Les pourparlers autour de la cession de SFR ont pris du retard. Initialement prévues pour s’achever le 15 mai 2026, les négociations entre les opérateurs concernés se poursuivront finalement jusqu’au début du mois de juin, soit trois semaines plus tard que la date initialement fixée. Selon Frandroid, la raison de ce report est désormais connue et s’inscrit dans un contexte technique et réglementaire précis.
Ce qu'il faut retenir
- Les négociations sur la vente de SFR, initialement prévues pour s’achever le 15 mai 2026, ont été repoussées de trois semaines.
- La prolongation fait suite à des « ajustements techniques » et des « exigences réglementaires » non précisés dans l’immédiat.
- Cette cession s’inscrit dans le cadre d’une restructuration majeure du secteur des télécommunications en France.
- Plusieurs opérateurs sont en lice pour reprendre tout ou partie de l’activité de SFR, sans que leur identité n’ait été officiellement révélée.
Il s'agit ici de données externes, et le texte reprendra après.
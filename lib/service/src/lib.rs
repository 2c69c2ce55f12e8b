//! Host service for forgebot.
//!
//! This crate wires the timeline scheduler and the ritual chain executor to a
//! host-supplied ceremony handler:
//!
//! - **Catalog**: the static tables of timeline triggers and ritual chains
//! - **Ceremony Bridge**: forwards invocations to the configured handler
//! - **Chain Routing**: lets timeline triggers fire whole ritual chains
//! - **Service**: the facade a host owns and drives
//! - **Config**: environment-driven service settings

pub mod bridge;
pub mod catalog;
pub mod config;
pub mod error;
pub mod routing;
pub mod service;

pub use bridge::CeremonyBridge;
pub use catalog::Catalog;
pub use config::ServiceConfig;
pub use error::{CatalogError, ServiceError};
pub use routing::{CHAIN_KEY_PREFIX, ChainRoutingInvoker};
pub use service::ForgebotService;
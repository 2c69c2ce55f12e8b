//! Live status records for started chains.
//!
//! The tracker keeps one shared record per chain id. A [`ChainHandle`] reads
//! the same record the executor mutates, so status and progress are visible
//! while the chain is still running.

use crate::chain::{ChainStatus, RitualChain};
use crate::error::ChainError;
use forgebot_core::ChainId;
use std::collections::HashMap;
use std::sync::Arc;
use tokio::sync::{RwLock, RwLockWriteGuard};

/// A shared view of a tracked chain.
#[derive(Debug, Clone)]
pub struct ChainHandle {
    chain: Arc<RwLock<RitualChain>>,
}

impl ChainHandle {
    fn new(chain: RitualChain) -> Self {
        Self {
            chain: Arc::new(RwLock::new(chain)),
        }
    }

    /// Returns a copy of the chain as it currently stands.
    pub async fn snapshot(&self) -> RitualChain {
        self.chain.read().await.clone()
    }

    /// Returns the current status.
    pub async fn status(&self) -> ChainStatus {
        self.chain.read().await.status
    }

    /// Returns the index of the last started step.
    pub async fn current_step_index(&self) -> usize {
        self.chain.read().await.current_step_index
    }

    pub(crate) async fn write(&self) -> RwLockWriteGuard<'_, RitualChain> {
        self.chain.write().await
    }
}

/// Registry of every chain that has been started, keyed by id.
#[derive(Debug, Clone, Default)]
pub struct ChainTracker {
    chains: Arc<RwLock<HashMap<ChainId, ChainHandle>>>,
}

impl ChainTracker {
    /// Creates an empty tracker.
    #[must_use]
    pub fn new() -> Self {
        Self::default()
    }

    /// Returns the record for a chain id, if one has been started.
    pub async fn get(&self, id: &ChainId) -> Option<ChainHandle> {
        self.chains.read().await.get(id).cloned()
    }

    /// Returns snapshots of all tracked chains.
    pub async fn list(&self) -> Vec<RitualChain> {
        let handles: Vec<ChainHandle> = self.chains.read().await.values().cloned().collect();
        let mut chains = Vec::with_capacity(handles.len());
        for handle in handles {
            chains.push(handle.snapshot().await);
        }
        chains.sort_by(|a, b| a.id.as_str().cmp(b.id.as_str()));
        chains
    }

    /// Starts tracking a chain, replacing any finished record with the same id.
    ///
    /// # Errors
    ///
    /// Returns `AlreadyExecuting` if a chain with this id is still executing.
    pub(crate) async fn track(&self, chain: RitualChain) -> Result<ChainHandle, ChainError> {
        let mut chains = self.chains.write().await;
        if let Some(existing) = chains.get(&chain.id)
            && existing.status().await == ChainStatus::Executing
        {
            return Err(ChainError::AlreadyExecuting {
                chain_id: chain.id.clone(),
            });
        }
        let id = chain.id.clone();
        let handle = ChainHandle::new(chain);
        chains.insert(id, handle.clone());
        Ok(handle)
    }
}
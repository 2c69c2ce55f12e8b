//! Ritual chain definitions.
//!
//! A chain owns an ordered sequence of steps. The sequence may grow while the
//! chain runs: a step's `on_success` or `on_failure` hook inserts a new step
//! directly after it, and the inserted step is an ordinary member of the
//! sequence from then on.

use crate::error::ChainError;
use forgebot_core::{ActionKey, ChainId, Payload};
use serde::{Deserialize, Serialize};
use serde_json::Value as JsonValue;
use std::fmt;
use std::time::Duration;

/// Payload key naming the failed step in a remediation step's payload.
pub const FAILED_STEP_KEY: &str = "failedStep";

/// The lifecycle status of a chain.
///
/// Transitions only run `Pending -> Executing -> {Completed, Failed}`.
#[derive(Debug, Clone, Copy, Default, PartialEq, Eq, Hash, Serialize, Deserialize)]
#[serde(rename_all = "snake_case")]
pub enum ChainStatus {
    /// Not started.
    #[default]
    Pending,
    /// Steps are running.
    Executing,
    /// Every step ran; failures, if any, were remediated.
    Completed,
    /// A step failed without a fallback, or the run hit its step ceiling.
    Failed,
}

impl ChainStatus {
    /// Returns true if this is a terminal state.
    #[must_use]
    pub fn is_terminal(&self) -> bool {
        matches!(self, Self::Completed | Self::Failed)
    }

    /// Returns whether the lifecycle allows moving to `next`.
    #[must_use]
    pub fn can_transition_to(&self, next: ChainStatus) -> bool {
        matches!(
            (self, next),
            (Self::Pending, Self::Executing)
                | (Self::Executing, Self::Completed)
                | (Self::Executing, Self::Failed)
        )
    }

    /// Returns the snake_case name of the status.
    #[must_use]
    pub fn as_str(&self) -> &'static str {
        match self {
            Self::Pending => "pending",
            Self::Executing => "executing",
            Self::Completed => "completed",
            Self::Failed => "failed",
        }
    }
}

impl fmt::Display for ChainStatus {
    fn fmt(&self, f: &mut fmt::Formatter<'_>) -> fmt::Result {
        f.write_str(self.as_str())
    }
}

/// A single step within a chain.
#[derive(Debug, Clone, PartialEq, Serialize, Deserialize)]
pub struct Step {
    /// The ceremony to invoke.
    pub action_key: ActionKey,
    /// Data passed to the ceremony.
    #[serde(default)]
    pub payload: Payload,
    /// Whether the author expects the outcome to be awaited.
    ///
    /// Kept for external bookkeeping; the executor always awaits.
    #[serde(default = "default_wait_for_completion")]
    pub wait_for_completion: bool,
    /// Ceremony inserted after this step when it succeeds.
    #[serde(default, skip_serializing_if = "Option::is_none")]
    pub on_success: Option<ActionKey>,
    /// Ceremony inserted after this step when it fails.
    #[serde(default, skip_serializing_if = "Option::is_none")]
    pub on_failure: Option<ActionKey>,
    /// Pause before invoking this step.
    #[serde(
        rename = "delay_ms",
        default,
        with = "forgebot_core::millis::option",
        skip_serializing_if = "Option::is_none"
    )]
    pub delay_before_run: Option<Duration>,
}

fn default_wait_for_completion() -> bool {
    true
}

impl Step {
    /// Creates a step with an empty payload and no hooks.
    #[must_use]
    pub fn new(action_key: impl Into<ActionKey>) -> Self {
        Self {
            action_key: action_key.into(),
            payload: Payload::new(),
            wait_for_completion: true,
            on_success: None,
            on_failure: None,
            delay_before_run: None,
        }
    }

    /// Sets the payload.
    #[must_use]
    pub fn with_payload(mut self, payload: Payload) -> Self {
        self.payload = payload;
        self
    }

    /// Sets the ceremony to run after this step succeeds.
    #[must_use]
    pub fn on_success(mut self, action_key: impl Into<ActionKey>) -> Self {
        self.on_success = Some(action_key.into());
        self
    }

    /// Sets the ceremony to run after this step fails.
    #[must_use]
    pub fn on_failure(mut self, action_key: impl Into<ActionKey>) -> Self {
        self.on_failure = Some(action_key.into());
        self
    }

    /// Sets the pause before this step runs.
    #[must_use]
    pub fn with_delay(mut self, delay: Duration) -> Self {
        self.delay_before_run = Some(delay);
        self
    }

    /// Marks the step as not needing its outcome awaited.
    #[must_use]
    pub fn fire_and_forget(mut self) -> Self {
        self.wait_for_completion = false;
        self
    }

    /// The step inserted when a step with `on_success` succeeds.
    #[must_use]
    pub fn follow_up(action_key: ActionKey) -> Self {
        Self::new(action_key)
    }

    /// The step inserted when `failed` fails and has `on_failure`.
    #[must_use]
    pub fn remediation(action_key: ActionKey, failed: &ActionKey) -> Self {
        let mut payload = Payload::new();
        payload.insert(
            FAILED_STEP_KEY.to_string(),
            JsonValue::String(failed.to_string()),
        );
        Self::new(action_key).with_payload(payload)
    }
}

/// A named, ordered sequence of steps.
#[derive(Debug, Clone, PartialEq, Serialize, Deserialize)]
pub struct RitualChain {
    /// Unique identifier.
    pub id: ChainId,
    /// Display name.
    pub name: String,
    /// What the chain accomplishes.
    #[serde(default)]
    pub description: String,
    /// The steps, in execution order.
    pub steps: Vec<Step>,
    /// Lifecycle status.
    #[serde(default)]
    pub status: ChainStatus,
    /// Index of the last started step while executing.
    #[serde(default)]
    pub current_step_index: usize,
}

impl RitualChain {
    /// Creates a pending chain.
    #[must_use]
    pub fn new(
        id: impl Into<ChainId>,
        name: impl Into<String>,
        description: impl Into<String>,
        steps: Vec<Step>,
    ) -> Self {
        Self {
            id: id.into(),
            name: name.into(),
            description: description.into(),
            steps,
            status: ChainStatus::Pending,
            current_step_index: 0,
        }
    }

    /// Returns a pending copy of this definition, with its steps as authored.
    ///
    /// Steps inserted during a previous run are not removed; callers that
    /// re-run a chain should start from the original definition.
    #[must_use]
    pub fn to_pending(&self) -> Self {
        Self {
            status: ChainStatus::Pending,
            current_step_index: 0,
            ..self.clone()
        }
    }

    /// Moves the chain to `next`.
    ///
    /// # Errors
    ///
    /// Returns `InvalidTransition` if the lifecycle does not allow it.
    pub fn transition_to(&mut self, next: ChainStatus) -> Result<(), ChainError> {
        if !self.status.can_transition_to(next) {
            return Err(ChainError::InvalidTransition {
                chain_id: self.id.clone(),
                from: self.status,
                to: next,
            });
        }
        self.status = next;
        Ok(())
    }
}
//! Serde helpers that write `std::time::Duration` as integer milliseconds.
//!
//! Use with `#[serde(with = "forgebot_core::millis")]`, or
//! `#[serde(default, with = "forgebot_core::millis::option")]` for optional
//! durations.

use serde::{Deserialize, Deserializer, Serializer};
use std::time::Duration;

/// Serializes a duration as whole milliseconds, saturating at `u64::MAX`.
pub fn serialize<S: Serializer>(duration: &Duration, serializer: S) -> Result<S::Ok, S::Error> {
    serializer.serialize_u64(as_millis(duration))
}

/// Deserializes a duration from whole milliseconds.
pub fn deserialize<'de, D: Deserializer<'de>>(deserializer: D) -> Result<Duration, D::Error> {
    u64::deserialize(deserializer).map(Duration::from_millis)
}

fn as_millis(duration: &Duration) -> u64 {
    u64::try_from(duration.as_millis()).unwrap_or(u64::MAX)
}

/// Optional variant of the millisecond helpers.
pub mod option {
    use super::as_millis;
    use serde::{Deserialize, Deserializer, Serializer};
    use std::time::Duration;

    /// Serializes an optional duration as whole milliseconds.
    pub fn serialize<S: Serializer>(
        duration: &Option<Duration>,
        serializer: S,
    ) -> Result<S::Ok, S::Error> {
        match duration {
            Some(duration) => serializer.serialize_some(&as_millis(duration)),
            None => serializer.serialize_none(),
        }
    }

    /// Deserializes an optional duration from whole milliseconds.
    pub fn deserialize<'de, D: Deserializer<'de>>(
        deserializer: D,
    ) -> Result<Option<Duration>, D::Error> {
        Option::<u64>::deserialize(deserializer).map(|ms| ms.map(Duration::from_millis))
    }
}
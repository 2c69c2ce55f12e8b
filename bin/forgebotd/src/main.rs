use forgebot_core::LoggingInvoker;
use forgebot_service::{ForgebotService, ServiceConfig};
use std::sync::Arc;
use tracing_subscriber::{layer::SubscriberExt, util::SubscriberInitExt};

#[tokio::main]
async fn main() {
    tracing_subscriber::registry()
        .with(
            tracing_subscriber::EnvFilter::try_from_default_env()
                .unwrap_or_else(|_| "info".into()),
        )
        .with(tracing_subscriber::fmt::layer())
        .init();

    // Load configuration from environment
    let config = ServiceConfig::from_env().expect("failed to load configuration");
    tracing::info!(
        poll_period_ms = config.poll_period_ms,
        max_chain_steps = config.max_chain_steps,
        "Loaded configuration"
    );

    let service = ForgebotService::from_config(&config)
        .await
        .unwrap_or_else(|err| panic!("failed to start forgebot service: {err}"));
    tracing::info!(
        triggers = service.catalog().triggers.len(),
        chains = service.catalog().chains.len(),
        "Ritual catalog ready"
    );

    // Ceremonies are only logged until a real handler backend is attached
    service
        .set_ceremony_handler(Arc::new(LoggingInvoker))
        .await;

    if config.start_timeline {
        service.start_timeline();
    } else {
        tracing::info!("Timeline loop disabled by configuration");
    }

    tokio::signal::ctrl_c()
        .await
        .expect("failed to listen for shutdown signal");
    tracing::info!("Shutdown signal received");

    service.shutdown().await;
}
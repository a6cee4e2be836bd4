//! Cross-checks the recorded distance, highest point and ascent of trail
//! walks against figures derived from their GPX tracks.

pub mod ascent;
pub mod config;
pub mod consistency;
pub mod error;
pub mod geodesy;
pub mod pipeline;
pub mod reference;
pub mod report;
pub mod track;

pub use config::{AscentConfig, CheckConfig, Settings};
pub use error::{Result, WalkError};
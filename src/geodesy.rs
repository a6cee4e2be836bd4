/// Point-to-point distance between consecutive GPS samples
use geo::{point, HaversineDistance};

/// Meters per degree used by the planar approximation
pub const ONE_DEGREE_M: f64 = 1000.0 * 10000.8 / 90.0;

/// Hops longer than this (in degrees, either axis) use great-circle distance
const PLANAR_LIMIT_DEG: f64 = 0.2;

/// Horizontal distance in meters between two positions.
///
/// Short hops use an equirectangular approximation scaled at the first
/// latitude; anything over 0.2 degrees falls back to haversine.
pub fn distance_2d(lat1: f64, lon1: f64, lat2: f64, lon2: f64) -> f64 {
    if (lat1 - lat2).abs() > PLANAR_LIMIT_DEG || (lon1 - lon2).abs() > PLANAR_LIMIT_DEG {
        let a = point!(x: lon1, y: lat1);
        let b = point!(x: lon2, y: lat2);
        return a.haversine_distance(&b);
    }

    let coef = lat1.to_radians().cos();
    let x = lat1 - lat2;
    let y = (lon1 - lon2) * coef;
    (x * x + y * y).sqrt() * ONE_DEGREE_M
}

/// Distance in meters including the elevation change between the two samples.
///
/// Long hops and samples without elevation contribute horizontal distance only.
pub fn distance_3d(
    lat1: f64,
    lon1: f64,
    ele1: Option<f64>,
    lat2: f64,
    lon2: f64,
    ele2: Option<f64>,
) -> f64 {
    let flat = distance_2d(lat1, lon1, lat2, lon2);

    if (lat1 - lat2).abs() > PLANAR_LIMIT_DEG || (lon1 - lon2).abs() > PLANAR_LIMIT_DEG {
        return flat;
    }

    match (ele1, ele2) {
        (Some(a), Some(b)) if a != b => (flat * flat + (a - b) * (a - b)).sqrt(),
        _ => flat,
    }
}
/// Per-walk load → profile → estimate → compare
use std::collections::HashSet;
use std::path::{Path, PathBuf};

use log::{error, info, warn};
use rayon::prelude::*;
use walkdir::WalkDir;

use crate::ascent::{self, AscentEstimate};
use crate::config::Settings;
use crate::consistency::{check_all, ComparisonResult};
use crate::error::{Result, WalkError};
use crate::reference::{ReferenceFigures, WalkRecord, WalkSelection};
use crate::track::{self, Profile};

/// Everything derived from a walk's track
#[derive(Debug, Clone)]
pub struct TrackAnalysis {
    pub track_path: PathBuf,
    pub point_count: usize,
    pub profile: Profile,
    pub mean_point: (f64, f64),
    pub start: (f64, f64),
    pub end: (f64, f64),
    pub total_distance_km: f64,
    pub max_elevation_m: f64,
    pub ascent: AscentEstimate,
    pub comparisons: Vec<ComparisonResult>,
}

#[derive(Debug)]
pub struct WalkReport {
    pub name: String,
    pub record: WalkRecord,
    pub reference: ReferenceFigures,
    /// Track errors are recovered here so the walk's other details still render
    pub outcome: std::result::Result<TrackAnalysis, WalkError>,
}

impl WalkReport {
    pub fn analysis(&self) -> Option<&TrackAnalysis> {
        self.outcome.as_ref().ok()
    }

    pub fn flagged_count(&self) -> usize {
        self.analysis()
            .map(|a| a.comparisons.iter().filter(|c| c.flagged).count())
            .unwrap_or(0)
    }
}

/// Analyse the selected walk's track and compare it with the reference figures
pub fn analyse_track(path: &Path, reference: &ReferenceFigures, settings: &Settings) -> Result<TrackAnalysis> {
    let track = track::load(path)?;
    if track.len() < 2 {
        return Err(WalkError::InsufficientData { points: track.len() });
    }

    let profile = track::derive_profile(&track);
    let estimate = ascent::estimate(&profile, &settings.ascent)?;
    let total_distance_km = profile.total_distance_km();
    let max_elevation_m = profile.max_elevation().unwrap_or(0.0);

    let comparisons = check_all(
        total_distance_km,
        max_elevation_m,
        estimate.total_ascent_m,
        reference,
        &settings.check,
    );

    let (start, end) = track::endpoints(&track);

    Ok(TrackAnalysis {
        track_path: path.to_path_buf(),
        point_count: track.len(),
        mean_point: track::mean_point(&track),
        start,
        end,
        total_distance_km,
        max_elevation_m,
        ascent: estimate,
        comparisons,
        profile,
    })
}

/// Run one walk; never fails, recoverable track errors end up in the report
pub fn check_walk(selection: &WalkSelection, settings: &Settings) -> WalkReport {
    let outcome = match &selection.track_path {
        Some(path) => analyse_track(path, &selection.reference, settings),
        None => Err(WalkError::NotFound {
            path: PathBuf::from(selection.record.track_file.clone().unwrap_or_default()),
        }),
    };

    match &outcome {
        Err(e) if e.is_recoverable() => warn!("⚠️  {}: {}", selection.name(), e),
        Err(e) => error!("❌ {}: {}", selection.name(), e),
        Ok(_) => {}
    }

    WalkReport {
        name: selection.name().to_string(),
        record: selection.record.clone(),
        reference: selection.reference,
        outcome,
    }
}

/// Check every walk in parallel; results keep the order of `selections`
pub fn check_walks(selections: &[WalkSelection], settings: &Settings) -> Vec<WalkReport> {
    info!(
        "⚡ Checking {} walks using parallel processing on {} cores",
        selections.len(),
        num_cpus::get()
    );

    selections
        .par_iter()
        .map(|selection| check_walk(selection, settings))
        .collect()
}

/// GPX files under `gpx_dir` that no walk record points at
pub fn find_unreferenced_tracks(gpx_dir: &Path, selections: &[WalkSelection]) -> Vec<PathBuf> {
    let referenced: HashSet<PathBuf> = selections
        .iter()
        .filter_map(|s| s.track_path.clone())
        .collect();

    let mut unreferenced: Vec<PathBuf> = WalkDir::new(gpx_dir)
        .into_iter()
        .filter_map(|entry| entry.ok())
        .filter(|entry| {
            entry.file_type().is_file()
                && entry
                    .path()
                    .extension()
                    .and_then(|s| s.to_str())
                    .map(|s| s.eq_ignore_ascii_case("gpx"))
                    .unwrap_or(false)
        })
        .map(|entry| entry.path().to_path_buf())
        .filter(|path| !referenced.contains(path))
        .collect();

    unreferenced.sort();
    unreferenced
}
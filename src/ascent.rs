/// Density-adaptive ascent estimation
///
/// Raw GPS elevation jitters by a metre or so from sample to sample, and
/// summing every upward step turns that jitter into phantom climbing. The
/// elevation series is therefore smoothed with a trailing rolling mean before
/// differencing. A fixed window under-smooths densely sampled tracks and
/// flattens sparsely sampled ones, so the window is chosen from the average
/// distance travelled per sample.
use log::debug;

use crate::config::AscentConfig;
use crate::error::{Result, WalkError};
use crate::track::Profile;

#[derive(Debug, Clone, Copy, PartialEq, Eq)]
pub enum Sampling {
    Dense,
    Sparse,
}

#[derive(Debug, Clone, PartialEq)]
pub struct AscentEstimate {
    pub total_ascent_m: f64,
    pub density_m_per_sample: f64,
    pub sampling: Sampling,
    pub window: usize,
    pub smoothed_elevations_m: Vec<f64>,
    /// Sum of every upward step in the unsmoothed series
    pub naive_ascent_m: f64,
}

/// Average meters travelled per recorded sample
pub fn sampling_density(profile: &Profile) -> Result<f64> {
    if profile.len() < 2 {
        return Err(WalkError::InsufficientData { points: profile.len() });
    }
    Ok(profile.total_distance_km() * 1000.0 / profile.len() as f64)
}

/// Pick the smoothing window for a given density; exactly at the threshold counts as sparse
pub fn smoothing_window(density_m: f64, config: &AscentConfig) -> (Sampling, usize) {
    if density_m < config.density_threshold_m {
        (Sampling::Dense, config.dense_window.max(1))
    } else {
        (Sampling::Sparse, config.sparse_window.max(1))
    }
}

/// Trailing mean over up to `window` samples; the leading entries average
/// whatever is available so the output has no gaps.
pub fn rolling_mean(data: &[f64], window: usize) -> Vec<f64> {
    let window = window.max(1);
    let mut result = Vec::with_capacity(data.len());
    let mut sum = 0.0;

    for (i, value) in data.iter().enumerate() {
        sum += value;
        if i >= window {
            sum -= data[i - window];
        }
        let count = (i + 1).min(window);
        result.push(sum / count as f64);
    }

    result
}

/// Sum of positive successive differences
pub fn positive_ascent(elevations: &[f64]) -> f64 {
    elevations
        .windows(2)
        .map(|w| w[1] - w[0])
        .filter(|delta| *delta > 0.0)
        .sum()
}

/// Raw ascent without any smoothing
pub fn naive_ascent(elevations: &[f64]) -> f64 {
    positive_ascent(elevations)
}

pub fn estimate(profile: &Profile, config: &AscentConfig) -> Result<AscentEstimate> {
    let density = sampling_density(profile)?;
    let (sampling, window) = smoothing_window(density, config);

    let smoothed = rolling_mean(profile.elevations_m(), window);
    let total = positive_ascent(&smoothed);
    let naive = naive_ascent(profile.elevations_m());

    debug!(
        "Density {:.1}m/sample ({:?}), window {} → ascent {:.1}m (raw {:.1}m)",
        density, sampling, window, total, naive
    );

    Ok(AscentEstimate {
        total_ascent_m: total,
        density_m_per_sample: density,
        sampling,
        window,
        smoothed_elevations_m: smoothed,
        naive_ascent_m: naive,
    })
}

/// Noise-robust total ascent in meters, unrounded
pub fn total_ascent(profile: &Profile, config: &AscentConfig) -> Result<f64> {
    estimate(profile, config).map(|e| e.total_ascent_m)
}
/// Write a profile CSV for every walk with a usable track
pub fn write_profiles(reports: &[WalkReport], output_dir: &Path) -> Result<Vec<PathBuf>> {
    create_dir_all(output_dir).map_err(|e| WalkError::Io {
        path: output_dir.to_path_buf(),
        source: e,
    })?;

    let mut written = Vec::new();
    for report in reports {
        if let Some(analysis) = report.analysis() {
            let path = output_dir.join(profile_file_name(&report.name));
            write_profile_csv(analysis, &path)?;
            written.push(path);
        }
    }
    Ok(written)
}

#[cfg(test)]
mod tests {
    use super::*;
    use crate::ascent;
    use crate::config::{CheckConfig, Settings};
    use crate::consistency::compare;
    use crate::reference::{ReferenceFigures, WalkRecord};
    use crate::track::{derive_profile, Track, TrackPoint};
    use std::fs;

    fn sample_analysis() -> TrackAnalysis {
        let track = Track::new(
            (0..10)
                .map(|i| TrackPoint::new(54.0 + i as f64 * 0.001, -6.0, Some(100.0 + i as f64)))
                .collect(),
        )
        .unwrap();
        let profile = derive_profile(&track);
        let settings = Settings::default();
        let estimate = ascent::estimate(&profile, &settings.ascent).unwrap();
        TrackAnalysis {
            track_path: PathBuf::from("gpx/sample.gpx"),
            point_count: track.len(),
            mean_point: (54.0045, -6.0),
            start: (54.0, -6.0),
            end: (54.009, -6.0),
            total_distance_km: profile.total_distance_km(),
            max_elevation_m: 109.0,
            comparisons: crate::consistency::check_all(
                profile.total_distance_km(),
                109.0,
                estimate.total_ascent_m,
                &ReferenceFigures { distance_m: Some(1000), highest_point_m: Some(150.0), ascent_m: None },
                &settings.check,
            ),
            ascent: estimate,
            profile,
        }
    }

    #[test]
    fn test_describe_messages() {
        let config = CheckConfig::default();
        assert!(describe(&compare(95.0, Some(100.0), Metric::AscentM, &config)).starts_with("✅ ascent: consistent"));
        assert!(describe(&compare(88.0, Some(100.0), Metric::AscentM, &config)).contains("check data"));
        assert!(describe(&compare(88.0, Some(0.0), Metric::AscentM, &config)).contains("not populated"));
    }

    #[test]
    fn test_display_rounds_to_whole_meters() {
        let result = compare(310.6, Some(300.0), Metric::AscentM, &CheckConfig::default());
        assert!(describe(&result).contains("track 311m vs recorded 300m"));
    }

    #[test]
    fn test_profile_csv_has_one_row_per_sample() {
        let dir = tempfile::tempdir().unwrap();
        let path = dir.path().join("profile.csv");
        write_profile_csv(&sample_analysis(), &path).unwrap();

        let content = fs::read_to_string(&path).unwrap();
        let mut lines = content.lines();
        assert_eq!(lines.next(), Some("distance_km,elevation_m,smoothed_elevation_m"));
        assert_eq!(lines.count(), 10);
    }

    #[test]
    fn test_summary_csv_includes_failed_walks() {
        let dir = tempfile::tempdir().unwrap();
        let path = dir.path().join("summary.csv");
        let reports = vec![
            WalkReport {
                name: "Sample".to_string(),
                record: WalkRecord::default(),
                reference: ReferenceFigures { distance_m: Some(1000), highest_point_m: Some(150.0), ascent_m: None },
                outcome: Ok(sample_analysis()),
            },
            WalkReport {
                name: "Ghost".to_string(),
                record: WalkRecord::default(),
                reference: ReferenceFigures::default(),
                outcome: Err(WalkError::NotFound { path: PathBuf::from("gpx/ghost.gpx") }),
            },
        ];
        write_summary_csv(&reports, &path).unwrap();

        let mut rdr = csv::Reader::from_path(&path).unwrap();
        let rows: Vec<csv::StringRecord> = rdr.records().map(|r| r.unwrap()).collect();
        assert_eq!(rows.len(), 2);
        assert_eq!(&rows[0][0], "Sample");
        assert_eq!(&rows[0][1], "ok");
        assert_eq!(&rows[0][8], "check data");
        assert_eq!(&rows[0][12], "not populated");
        assert_eq!(&rows[1][1], "no track available");
        assert_eq!(&rows[1][5], "");
    }

    #[test]
    fn test_profile_file_name_is_slugged() {
        assert_eq!(profile_file_name("Slieve Hill (loop)"), "slieve_hill__loop_profile.csv");
    }

    fn ghost_report() -> WalkReport {
        let record = WalkRecord {
            name: "Slieve Hill".to_string(),
            description: Some("Forest loop".to_string()),
            track_file: Some("slieve.gpx".to_string()),
            shape: Some("Loop".to_string()),
            start_lat: Some(54.21),
            start_lng: Some(-6.05),
            end_lat: Some(54.22),
            end_lng: Some(-6.04),
            duration: Some("2 hours".to_string()),
            distance_m: Some(8200.0),
            grading: Some("Moderate".to_string()),
            highest_point_m: Some(412.0),
            ascent_m: None,
            ..Default::default()
        };
        WalkReport {
            name: record.name.clone(),
            reference: record.reference_figures(),
            record,
            outcome: Err(WalkError::NotFound { path: PathBuf::from("gpx/slieve.gpx") }),
        }
    }

    #[test]
    fn test_missing_track_still_shows_recorded_details() {
        let text = render_walk_report(&ghost_report());

        assert!(text.starts_with("🥾 Slieve Hill"));
        assert!(text.contains("Forest loop"));
        assert!(text.contains("Shape: Loop | Duration: 2 hours | Grading: Moderate"));
        assert!(text.contains("Recorded distance 8.20km, highest point 412m, ascent not populated"));
        assert!(text.contains("Recorded start (54.21000, -6.05000), end (54.22000, -6.04000)"));
        assert!(text.contains("❌ no track available"));
        assert!(!text.contains("Track start"));
    }

    #[test]
    fn test_analysed_walk_shows_recorded_and_track_endpoints() {
        let mut report = ghost_report();
        report.outcome = Ok(sample_analysis());
        let text = render_walk_report(&report);

        assert!(text.contains("Recorded start (54.21000, -6.05000)"));
        assert!(text.contains("Track start (54.00000, -6.00000), end (54.00900, -6.00000)"));
        assert!(text.contains("✅ distance") || text.contains("⚠️  distance"));
        assert!(!text.contains("❌"));
    }

    #[test]
    fn test_unwritable_summary_names_output_path() {
        let dir = tempfile::tempdir().unwrap();
        let path = dir.path().join("missing").join("summary.csv");

        let err = write_summary_csv(&[ghost_report()], &path).unwrap_err();
        assert!(matches!(&err, WalkError::Output { path: p, .. } if p == &path));
        assert_eq!(err.fallback_message(), "report could not be written");
    }
}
- Un communiqué final est désormais attendu pour les premiers jours de juin, selon les informations de Frandroid.
Un report justifié par des enjeux techniques et légaux
L’extension des négociations n’est pas le fruit du hasard. Selon les éléments communiqués à Frandroid, les parties prenantes ont dû revoir certains aspects techniques liés à la transaction. « Des ajustements » ont été nécessaires pour finaliser les modalités de la cession, a indiqué une source proche du dossier. Ces modifications interviennent alors que les acteurs du secteur s’attendent à une régulation stricte de l’Autorité de la concurrence, chargée de valider l’opération.
Côté calendrier, cette prolongation n’est pas anodine. Le report de trois semaines permet aux équipes juridiques et financières des opérateurs candidats de peaufiner leurs dossiers. « Chaque détail compte, autant dire que ces trois semaines supplémentaires ne seront pas de trop », confie un observateur du secteur, sous couvert d’anonymat. La date butoir du 15 mai, initialement fixée comme échéance maximale, s’est donc avérée insuffisante pour boucler l’ensemble des aspects contractuels.
Un secteur en pleine mutation
Cette cession de SFR s’inscrit dans un mouvement plus large de restructuration des télécoms en France. Depuis plusieurs mois, les rumeurs évoquent une possible scission des activités du groupe, voire une cession partielle à un concurrent. Orange, Bouygues Telecom et Free sont régulièrement cités parmi les prétendants, même si aucun nom n’a été confirmé officiellement. « La configuration du marché pourrait être profondément modifiée d’ici la fin de l’année », souligne un analyste du secteur.
Pour rappel, SFR, détenu par Altice, traverse une période de transition depuis plusieurs années. Les discussions autour de sa vente s’intensifient alors que le groupe cherche à se recentrer sur ses activités principales. La nouvelle échéance de début juin laisse entrevoir une conclusion prochaine, mais les observateurs restent prudents. « Rien n’est jamais acquis avant la signature », rappelle un expert en fusions-acquisitions.
En attendant, les acteurs du secteur et les observateurs restent attentifs aux prochaines déclarations des parties prenantes. La transparence sur les ajustements techniques et les exigences réglementaires devrait s’accroître dans les prochains jours, alors que la pression monte pour boucler ce dossier stratégique.